Clipped waveforms -> amplitude information ?

Sooooo, yesterday I’ve recorded a concert from Shobaleader One at the Nijmeegse Vierdaagse festival using my Zoom H2 recorder with a OKM soundman plugin mic. Unfortunately I couldn’t adjust the recording input level low enough to avoid clipping. Digital clipping sound which seems to be most prominent when the drummer strikes the snare drum.

When you look at the hour long recordings waveform in Renoises sample editor, you’ll notice the waveform doesn’t take full advantage of the complete amplitude range, rather the half and looking truncated.

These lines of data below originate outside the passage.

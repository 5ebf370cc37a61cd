//! Audio system (§2, §4): owns the archive's bank/wavesystem caches and
//! a pool of reusable voices, and exposes the key/velocity resolution
//! path tracks use to start a note.

use crate::aaf::Archive;
use crate::fs_provider::FileSystemProvider;
use crate::ibnk::KeyInfo;
use crate::voice::Note;
use crate::wsys::WaveKey;

/// Index into the voice pool. Stable for the lifetime of the note;
/// becomes eligible for reuse once the slot reports `finished`.
pub type VoiceHandle = usize;

pub struct AudioSystem<'fs> {
    archive: Archive,
    fs: &'fs dyn FileSystemProvider,
    pool: Vec<Note>,
    output_samplerate: f32,
}

impl<'fs> AudioSystem<'fs> {
    pub fn new(archive: Archive, fs: &'fs dyn FileSystemProvider, output_samplerate: f32) -> AudioSystem<'fs> {
        AudioSystem { archive, fs, pool: Vec::new(), output_samplerate }
    }

    /// Resolves `(bank_id, key, vel)` to a `KeyInfo`, returning `None` on
    /// a missing bank or a resolution miss (§7: `VoiceResolveMiss` is a
    /// silent no-op for that `NoteOn`).
    pub fn resolve(&mut self, bank_id: u32, prog_id: usize, key: u8, vel: u8) -> Option<KeyInfo> {
        let bank = self.archive.load_bank(bank_id).ok()?;
        let instrument = bank.instrument(prog_id)?;
        instrument.resolve(key, vel)
    }

    /// Reuses a `finished` pool slot, or appends a fresh one (§5
    /// resource policy), and starts it playing the resolved key/wave.
    ///
    /// The instrument is looked up through `self.archive` (a `&mut`
    /// borrow); `load_wavesystem` right after needs another `&mut`
    /// borrow of the same `self.archive`, which the first borrow's
    /// reference would still be live across. So everything `Note::start`
    /// needs from the instrument is copied out (`osci`/`is_percussion`)
    /// before that second borrow, rather than holding `&BankInstrument`
    /// across it.
    pub fn start_note(&mut self, bank_id: u32, prog_id: usize, key_info: KeyInfo, key: u8, vel: u8) -> Option<VoiceHandle> {
        let (wsys_id, osci, is_percussion) = {
            let bank = self.archive.load_bank(bank_id).ok()?;
            let instrument = bank.instrument(prog_id)?;
            (bank.wsys_id, instrument.osci.clone(), instrument.is_percussion)
        };
        let wavesystem = self.archive.load_wavesystem(wsys_id, self.fs).ok()?;
        let wave = wavesystem.get(WaveKey::new(key_info.aw_id, key_info.wave_id))?;

        let slot = self.pool.iter().position(|n| n.is_finished());
        let idx = match slot {
            Some(i) => i,
            None => {
                self.pool.push(Note::idle(self.output_samplerate));
                self.pool.len() - 1
            }
        };
        self.pool[idx].start(wave, osci, is_percussion, key, vel, key_info.volume, key_info.pitch, self.output_samplerate);
        Some(idx)
    }

    pub fn note_mut(&mut self, handle: VoiceHandle) -> &mut Note {
        &mut self.pool[handle]
    }

    pub fn note(&self, handle: VoiceHandle) -> &Note {
        &self.pool[handle]
    }

    pub fn output_samplerate(&self) -> f32 {
        self.output_samplerate
    }
}

#[cfg(test)]
mod tests {
    use super::*;
    use crate::error::{EngineError, Result};

    struct EmptyFs;
    impl FileSystemProvider for EmptyFs {
        fn read_archive(&self) -> Result<Vec<u8>> {
            Err(EngineError::UnexpectedEof("unused"))
        }
        fn read_wave_file(&self, _aw_filename: &str) -> Result<Vec<u8>> {
            Err(EngineError::UnexpectedEof("unused"))
        }
    }

    fn empty_archive() -> Archive {
        let mut buf = Vec::new();
        buf.extend_from_slice(&0u32.to_be_bytes()); // chunktype END
        Archive::load(&buf).unwrap()
    }

    #[test]
    fn resolve_against_missing_bank_is_none() {
        let fs = EmptyFs;
        let archive = empty_archive();
        let mut audio = AudioSystem::new(archive, &fs, 44100.0);
        assert!(audio.resolve(7, 0, 60, 100).is_none());
    }
}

However, when you process the waveform with something like waves x-hum, removing dc and low rumble frequencies (guess this can be done with any eq or filtering plugin), magically deemed lost amplitude peeks appear, having the waveform now occupy the complete amplitude range.

While the clipped snare drums are still sounding after processing, I wonder how the phenomena works in that the shape is retrieved, how it is stored inside the clipped recording?

Can anyone explain this in laymen terms? :slight_smile:

(oh, and recording can be found here; http://www.mediafire.com/file/g08anqp85iz1bq0/Shobaleader+One+%28Nijmeegse+Vierdaagse+16-07-2017%29.rar maybe some of you mastering wizards can process out the clipping?)

Adobe Audition has a specialised declipper algorithm to restore clipped away information. Seems to work pretty nice.

Check this vid:https://larryjordan.com/articles/adobe-audition-cc-fix-audio-clipping-video/

Adobe Audition has a specialised declipper algorithm to restore clipped away information. Seems to work pretty nice.

Check this vid:https://larryjordan.com/articles/adobe-audition-cc-fix-audio-clipping-video/

thanks, will investigate.

Look at a square wave. You know it can be viewed as being composed out of a series of sinus waves with different amplitude and starting point?

So you apply an effect which will modify the starting points (phases) and amplitudes of that sines. The square will not have that nice square shape any more. And as they were partially cancelling each other optimally to make up that shape, they might now even overshoot over the old straight line of the square.

This can also happen if you only change phases of frequencies. Like DC filter in renoise does this in a great way, apply it many times in series to a sample (sqare wave or hard clipped) with headroom and behold. Then things might also begin to overshoot over the old maximum amplitude - though they will to great extend still sound the same. So your snare is still fucked up though it looks different.

You can view the clipping distortion a bit like imposing certain characteristics of a square wave onto random audio. So same stuff will happen there with the overshoot. I normally, if I process samples, leave or add certain headroom, anticipating the effect I apply and also the possible overshoot.

IDK clipping removing filters probably do some magic to smoothen the discontinuities added by the clipping - they might not restore the original, but will make the sound a lot smoother to listen to, to the point where you won’t notice the grit any more.